Provided records:
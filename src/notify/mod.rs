//! User notification side-channel.
//!
//! # Responsibilities
//! - Define the `Notifier` capability the pipeline and guard report through
//! - Provide a tracing-backed notifier for headless use
//! - Provide a buffering notifier a UI (or a test) can drain
//!
//! # Design Decisions
//! - Injected, never global: each pipeline/guard owns an `Arc<dyn Notifier>`
//! - One call per failure event; callers never batch or repeat
//! - `notify` is synchronous; implementations must not block

use std::sync::Mutex;

use serde::Serialize;

use crate::error::ErrorKind;

/// What a notification is about.
#[derive(Debug, Clone, Copy, PartialEq, Eq, Serialize)]
#[serde(rename_all = "snake_case", tag = "type", content = "kind")]
pub enum NotificationKind {
    Success,
    Info,
    Failure(ErrorKind),
}

/// A single user-facing message.
#[derive(Debug, Clone, PartialEq, Eq, Serialize)]
pub struct Notification {
    pub kind: NotificationKind,
    pub message: String,
}

/// Sink for user-facing notifications (toasts, status lines, logs).
pub trait Notifier: Send + Sync {
    fn notify(&self, kind: NotificationKind, message: &str);
}

/// Writes notifications to the tracing log.
#[derive(Debug, Default, Clone, Copy)]
pub struct TracingNotifier;

impl Notifier for TracingNotifier {
    fn notify(&self, kind: NotificationKind, message: &str) {
        match kind {
            NotificationKind::Success => tracing::info!(%message, "success"),
            NotificationKind::Info => tracing::info!(%message, "notice"),
            NotificationKind::Failure(error) => {
                tracing::warn!(kind = %error, %message, "failure")
            }
        }
    }
}

/// Collects notifications in memory until drained.
#[derive(Debug, Default)]
pub struct BufferedNotifier {
    entries: Mutex<Vec<Notification>>,
}

impl BufferedNotifier {
    pub fn new() -> Self {
        Self::default()
    }

    /// Remove and return everything collected so far.
    pub fn drain(&self) -> Vec<Notification> {
        let mut entries = self.entries.lock().unwrap_or_else(|e| e.into_inner());
        std::mem::take(&mut *entries)
    }

    /// Copy of everything collected so far.
    pub fn snapshot(&self) -> Vec<Notification> {
        self.entries
            .lock()
            .unwrap_or_else(|e| e.into_inner())
            .clone()
    }

    /// Number of failure notifications of the given kind.
    pub fn count_failures(&self, kind: ErrorKind) -> usize {
        self.snapshot()
            .iter()
            .filter(|n| n.kind == NotificationKind::Failure(kind))
            .count()
    }
}

impl Notifier for BufferedNotifier {
    fn notify(&self, kind: NotificationKind, message: &str) {
        self.entries
            .lock()
            .unwrap_or_else(|e| e.into_inner())
            .push(Notification {
                kind,
                message: message.to_string(),
            });
    }
}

Your goal: Take the entries above and write them out again unchanged.

Solution to this problem:
filename src/notify/mod.rs
//! User notification side-channel.
//!
//! # Responsibilities
//! - Define the `Notifier` capability the pipeline and guard report through
//! - Provide a tracing-backed notifier for headless use
//! - Provide a buffering notifier a UI (or a test) can drain
//!
//! # Design Decisions
//! - Injected, never global: each pipeline/guard owns an `Arc<dyn Notifier>`
//! - One call per failure event; callers never batch or repeat
//! - `notify` is synchronous; implementations must not block

use std::sync::Mutex;

use serde::Serialize;

use crate::error::ErrorKind;

/// What a notification is about.
#[derive(Debug, Clone, Copy, PartialEq, Eq, Serialize)]
#[serde(rename_all = "snake_case", tag = "type", content = "kind")]
pub enum NotificationKind {
    Success,
    Info,
    Failure(ErrorKind),
}

/// A single user-facing message.
#[derive(Debug, Clone, PartialEq, Eq, Serialize)]
pub struct Notification {
    pub kind: NotificationKind,
    pub message: String,
}

/// Sink for user-facing notifications (toasts, status lines, logs).
pub trait Notifier: Send + Sync {
    fn notify(&self, kind: NotificationKind, message: &str);
}

/// Writes notifications to the tracing log.
#[derive(Debug, Default, Clone, Copy)]
pub struct TracingNotifier;

impl Notifier for TracingNotifier {
    fn notify(&self, kind: NotificationKind, message: &str) {
        match kind {
            NotificationKind::Success => tracing::info!(%message, "success"),
            NotificationKind::Info => tracing::info!(%message, "notice"),
            NotificationKind::Failure(error) => {
                tracing::warn!(kind = %error, %message, "failure")
            }
        }
    }
}

/// Collects notifications in memory until drained.
#[derive(Debug, Default)]
pub struct BufferedNotifier {
    entries: Mutex<Vec<Notification>>,
}

impl BufferedNotifier {
    pub fn new() -> Self {
        Self::default()
    }

    /// Remove and return everything collected so far.
    pub fn drain(&self) -> Vec<Notification> {
        let mut entries = self.entries.lock().unwrap_or_else(|e| e.into_inner());
        std::mem::take(&mut *entries)
    }

    /// Copy of everything collected so far.
    pub fn snapshot(&self) -> Vec<Notification> {
        self.entries
            .lock()
            .unwrap_or_else(|e| e.into_inner())
            .clone()
    }

    /// Number of failure notifications of the given kind.
    pub fn count_failures(&self, kind: ErrorKind) -> usize {
        self.snapshot()
            .iter()
            .filter(|n| n.kind == NotificationKind::Failure(kind))
            .count()
    }
}

impl Notifier for BufferedNotifier {
    fn notify(&self, kind: NotificationKind, message: &str) {
        self.entries
            .lock()
            .unwrap_or_else(|e| e.into_inner())
            .push(Notification {
                kind,
                message: message.to_string(),
            });
    }
}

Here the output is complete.